Red Button, Blue Button

Teaching AI to supercooperate

Yatharth Agarwal·April 2026

Tim Urban reposted a poll, originally from @lisatomic’s 12yo son, that’s taken Twitter by storm.

If you haven’t, take a moment to consider what you would choose.

Online, people disagreed violently. Blue-pressers saw red-pressers as anti-social, selfish, and too clever by half. Red-pressers saw blue-pressers as suicidally empathetic, innumerate, and ignorant of game theory.

At some point, people began asking AI models what they would choose.

What do LLMs choose?

Claude, ChatGPT, and Grok give answers consistent with their stereotypes.

More interesting is the comparison between the same model families, with different levels of reasoning effort.

These results aren’t conclusively interpretable. Models can simulate different personas, and small changes in the prompt wording and context change their answers.

But there is a perhaps concerning pattern: when models answer quickly, or in a more helpful-assistant mode, they often lean toward the cooperative blue answer.

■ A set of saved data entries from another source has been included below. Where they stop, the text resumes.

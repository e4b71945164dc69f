mod client;
mod parser;

pub use client::{ApiError, Result, SoundsClient};
pub use parser::{EpisodeEntry, SearchEntry, SelectorConfig, SiteParser, SoundsParser};
pub mod downloads;
pub mod episodes;
pub mod queue;
pub mod search;
pub mod settings;
use std::collections::hash_map::Entry;
use std::collections::HashMap;
use std::path::{Path, PathBuf};
use std::sync::Arc;

use url::Url;

use crate::api::{SiteParser, SoundsClient};
use crate::utils::cover_filename;

/// One half of an episode's metadata. `InFlight` is inserted before the
/// fetch is dispatched and overwritten by the completion handler; entries
/// are never removed within a session.
#[derive(Debug, Clone, PartialEq, Eq)]
pub enum Artifact<T> {
    InFlight,
    Ready(T),
}

/// Session-wide store of fetched episode metadata, keyed by episode href.
/// Descriptions and covers are independent artifact kinds with independent
/// in-flight markers; the single-flight guarantee is per (href, kind).
/// Mutated only from the update loop, so no locking is involved.
#[derive(Default)]
pub struct MetadataCache {
    descriptions: HashMap<Url, Artifact<String>>,
    covers: HashMap<Url, Artifact<Option<PathBuf>>>,
}

/// Both halves of an episode's metadata, available only once both fetches
/// have completed (errors included, as sentinels).
pub struct MetadataView<'a> {
    pub description: &'a str,
    pub cover: Option<&'a Path>,
}

impl MetadataCache {
    /// Check-and-insert the in-flight marker for a description fetch.
    /// Returns true when the caller must dispatch the fetch; false means a
    /// fetch is already in flight or the value is cached.
    pub fn begin_description(&mut self, href: &Url) -> bool {
        match self.descriptions.entry(href.clone()) {
            Entry::Vacant(slot) => {
                slot.insert(Artifact::InFlight);
                true
            }
            Entry::Occupied(_) => false,
        }
    }

    /// Check-and-insert the in-flight marker for a cover fetch.
    pub fn begin_cover(&mut self, href: &Url) -> bool {
        match self.covers.entry(href.clone()) {
            Entry::Vacant(slot) => {
                slot.insert(Artifact::InFlight);
                true
            }
            Entry::Occupied(_) => false,
        }
    }

    /// Error text is stored like any other description; failed fetches are
    /// not retried.
    pub fn complete_description(&mut self, href: Url, text: String) {
        self.descriptions.insert(href, Artifact::Ready(text));
    }

    /// `None` records an absent or failed cover.
    pub fn complete_cover(&mut self, href: Url, path: Option<PathBuf>) {
        self.covers.insert(href, Artifact::Ready(path));
    }

    /// The combined record, present only when both halves are ready. Called
    /// again on every individual completion so an out-of-order pair still
    /// renders exactly once both halves have landed.
    pub fn record(&self, href: &Url) -> Option<MetadataView<'_>> {
        let Artifact::Ready(description) = self.descriptions.get(href)? else {
            return None;
        };
        let Artifact::Ready(cover) = self.covers.get(href)? else {
            return None;
        };
        Some(MetadataView {
            description,
            cover: cover.as_deref(),
        })
    }

    /// True while either half of the record is still being fetched.
    pub fn is_pending(&self, href: &Url) -> bool {
        self.descriptions.get(href) == Some(&Artifact::InFlight)
            || self.covers.get(href) == Some(&Artifact::InFlight)
    }
}

/// Fetch an episode's synopsis text. Never fails: network and extraction
/// problems come back as inline error text, cached like a real description.
pub async fn fetch_description(
    client: SoundsClient,
    parser: Arc<dyn SiteParser>,
    href: Url,
) -> String {
    match client.page(&href).await {
        Ok(html) => parser
            .description(&html)
            .unwrap_or_else(|| "Error retrieving description: synopsis not found".to_string()),
        Err(e) => format!("Error fetching page: {e}"),
    }
}

/// Fetch an episode's cover image into `dir` under a content-addressed
/// filename, so repeat fetches of the same image URL overwrite in place.
/// Any miss along the way (request, markup, write) yields `None`; a write
/// into an already-removed session directory fails the same quiet way.
pub async fn fetch_cover(
    client: SoundsClient,
    parser: Arc<dyn SiteParser>,
    href: Url,
    dir: PathBuf,
) -> Option<PathBuf> {
    let html = client.page(&href).await.ok()?;
    let src = parser.cover_url(&html)?;
    let img_url = client.resolve(&src)?;
    let body = client.fetch_bytes(&img_url).await.ok()?;

    let path = dir.join(cover_filename(img_url.as_str()));
    tokio::fs::write(&path, &body).await.ok()?;
    Some(path)
}
use iced::widget::{column, progress_bar, scrollable, text};
use iced::{Element, Length};

pub fn view<'a, M: 'a>(
    files: &'a [String],
    active_percent: Option<u32>,
    last_message: Option<&'a str>,
) -> Element<'a, M> {
    let mut list = column![].spacing(4);
    for file in files {
        list = list.push(text(file.as_str()).size(14));
    }
    if files.is_empty() {
        list = list.push(text("No downloaded episodes yet.").size(14));
    }

    let mut body = column![
        text("Downloaded Episodes:").size(16),
        scrollable(list).height(Length::Fill),
        text("Current Download Progress:").size(14),
        progress_bar(0.0..=100.0, active_percent.unwrap_or(0) as f32),
    ]
    .spacing(10);

    if let Some(message) = last_message {
        body = body.push(text(message).size(14));
    }

    body.padding(20).into()
}
use thiserror::Error;

#[derive(Debug, Clone, Error)]
pub enum AppError {
    #[error("API error: {0}")]
    Api(String),

    #[error("I/O error: {0}")]
    Io(String),
}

When models are asked to reason more explicitly, or when using models trained heavily for formal problem-solving, they more often converge toward red, often citing a dominance argument.

Given the way these models are trained, this makes sense.

Cached social policies

Base language models are trained by doing next-token prediction on a large variety of text, from Encyclopedia Britannica to Reddit rants to Shakespeare plays to code on GitHub. One way to think about them is that they contain the ability to simulate many different characters or personas.

Labs then shape these language models into helpful and honest assistants, by training them to provide answers that are highly rated by humans and AI classifiers (RLHF and RLAIF). In doing so, they select for certain assistant personas.

It makes sense that models trained to replicate human text and further selected to be helpful, honest, and harmless might reflexively choose the blue button.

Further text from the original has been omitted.